Exploring Gene Expression and Epigenetic Regulation in Sunflower Under Drought Conditions.

This thesis investigates the transcriptional and epigenetic mechanisms contributing to drought responses in sunflower (Helianthus annuus), combining gene expression profiling with the development of an optimized chromatin immunoprecipitation workflow. Two inbred lines with contrasting drought tolerance, DF-AB-2 (tolerant) and AB-OR-8 (sensitive), were subjected to controlled drought and recovery treatment under greenhouse conditions. Six candidate genes involved in abscisic acid (ABA) biosynthesis and signaling were selected through RNA-seq datasets and pathway-based curation for developing markers of drought stress.
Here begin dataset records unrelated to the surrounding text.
//! Command line definition

use std::path::PathBuf;

use asistencia_client::AcceptancePolicy;
use chrono::NaiveDate;
use clap::{Args, Parser, Subcommand, ValueEnum};
use shared::models::EmployeeStatus;

/// Municipal attendance admin console
#[derive(Debug, Parser)]
#[command(name = "asistencia", version, about)]
pub struct Cli {
    /// API root, overrides API_BASE_URL
    #[arg(long, global = true)]
    pub api_url: Option<String>,

    /// Request timeout in seconds, overrides API_TIMEOUT_SECS
    #[arg(long, global = true)]
    pub timeout: Option<u64>,

    /// Registration success detection, overrides REGISTRATION_ACCEPTANCE
    #[arg(long, global = true, value_parser = parse_policy)]
    pub acceptance: Option<AcceptancePolicy>,

    /// File holding the session between invocations
    #[arg(
        long,
        global = true,
        env = "ASISTENCIA_TOKEN_FILE",
        default_value = ".asistencia-session.json"
    )]
    pub token_file: PathBuf,

    /// Also write logs to a daily rolling file in this directory
    #[arg(long, global = true, env = "LOG_DIR")]
    pub log_dir: Option<PathBuf>,

    #[command(subcommand)]
    pub command: Command,
}

fn parse_policy(value: &str) -> Result<AcceptancePolicy, String> {
    value.parse()
}

#[derive(Debug, Subcommand)]
pub enum Command {
    /// Log in and store the session
    Login {
        #[arg(short, long)]
        username: String,
        #[arg(short, long, env = "ASISTENCIA_PASSWORD", hide_env_values = true)]
        password: String,
    },
    /// Close the stored session
    Logout,
    /// Show the logged-in user
    Whoami,
    /// Summary counters
    Dashboard,
    /// Employee management (administrators)
    #[command(subcommand)]
    Empleados(EmployeeCommand),
    /// Attendance records
    Asistencias(AttendanceArgs),
    /// Export attendance records to a spreadsheet
    Exportar {
        #[command(flatten)]
        filters: AttendanceFilterArgs,
        /// Output file (default: asistencias_<fecha>.xlsx)
        #[arg(short, long)]
        output: Option<PathBuf>,
    },
    /// Register a new employee (administrators)
    Registrar(RegisterArgs),
    /// Look up a DNI in the national registry
    Reniec { dni: String },
    /// List the employee types and their code prefixes
    Tipos,
    /// Show where a console path leads for the stored session
    Ruta { path: String },
}

#[derive(Debug, Subcommand)]
pub enum EmployeeCommand {
    /// List employees
    Listar {
        /// Substring of "nombre apellido"
        #[arg(long)]
        nombre: Option<String>,
        /// Substring of the employee code
        #[arg(long)]
        codigo: Option<String>,
        #[arg(long, value_enum)]
        estado: Option<StatusArg>,
        #[arg(long, default_value_t = 1)]
        pagina: u32,
    },
    /// Mark an employee as active
    Activar { usuario_id: i64 },
    /// Mark an employee as inactive
    Desactivar { usuario_id: i64 },
    /// Delete an employee permanently
    Eliminar {
        usuario_id: i64,
        /// Confirm the deletion
        #[arg(long)]
        yes: bool,
    },
    /// Employees per type
    PorTipo,
}

#[derive(Debug, Clone, Copy, ValueEnum)]
pub enum StatusArg {
    Activo,
    Inactivo,
}

impl From<StatusArg> for EmployeeStatus {
    fn from(value: StatusArg) -> Self {
        match value {
            StatusArg::Activo => EmployeeStatus::Activo,
            StatusArg::Inactivo => EmployeeStatus::Inactivo,
        }
    }
}

#[derive(Debug, Clone, Args)]
pub struct AttendanceFilterArgs {
    #[arg(long)]
    pub codigo: Option<String>,
    /// Full name
    #[arg(long)]
    pub nombre: Option<String>,
    /// Single day (YYYY-MM-DD)
    #[arg(long, conflicts_with_all = ["desde", "hasta"])]
    pub fecha: Option<NaiveDate>,
    /// Range start (YYYY-MM-DD)
    #[arg(long)]
    pub desde: Option<NaiveDate>,
    /// Range end (YYYY-MM-DD)
    #[arg(long)]
    pub hasta: Option<NaiveDate>,
}

#[derive(Debug, Args)]
pub struct AttendanceArgs {
    #[command(flatten)]
    pub filters: AttendanceFilterArgs,
    #[arg(long, default_value_t = 1)]
    pub pagina: u32,
    #[arg(long, default_value_t = shared::request::DEFAULT_PAGE_SIZE)]
    pub limite: u32,
}

#[derive(Debug, Args)]
pub struct RegisterArgs {
    /// Fill nombre / apellido from the national registry
    #[arg(long)]
    pub buscar_dni: bool,
    #[arg(long)]
    pub dni: String,
    #[arg(long, default_value = "")]
    pub nombre: String,
    #[arg(long, default_value = "")]
    pub apellido: String,
    #[arg(long)]
    pub email: String,
    #[arg(long)]
    pub telefono: String,
    #[arg(long)]
    pub fecha_nacimiento: String,
    /// Employee type id or name (plania, tercero, ...)
    #[arg(long)]
    pub tipo: String,
    /// Explicit code; generated from the type when omitted
    #[arg(long)]
    pub codigo: Option<String>,
    #[arg(long)]
    pub username: String,
    #[arg(long, env = "ASISTENCIA_NEW_PASSWORD", hide_env_values = true)]
    pub password: String,
    #[arg(long)]
    pub fecha_ingreso: String,
    /// 1 = Empleado, 2 = Administrador
    #[arg(long, default_value_t = 1)]
    pub rol: u32,
}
RT-qPCR revealed strong genotype-dependent expression patterns, with the tolerant line exhibiting higher induction of key ABA-responsive genes under drought. A major methodological outcome of this work was the development of an improved protocol for chromatin immunoprecipitation (ChIP) from frozen sunflower leaves, overcoming the challenges posed by high phenolic content and viscous lysates. The optimized methods enabled efficient chromatin fragmentation and specific immunoprecipitation of H3K4me3-chromatin enriched regions. ChIP-qPCR detected clear enrichment of H3K4me3 at two drought-responsive loci, suggesting promoter-proximal enrichment of this chromatin mark associated to active transcription. Comparison with earlier non-optimized assays demonstrated that the new protocol provided substantially improved sensitivity and specificity. Together, these results show that drought adaptation in sunflower involves coordinated transcriptional activation of ABA-related genes and is associated with H3K4me3 deposition at drought-responsive promoters. The optimized ChIP workflow establishes a methodological foundation for future genome-wide epigenomic studies and supports the development of multi-omics approaches for improving the knowledge on drought resilience in sunflower.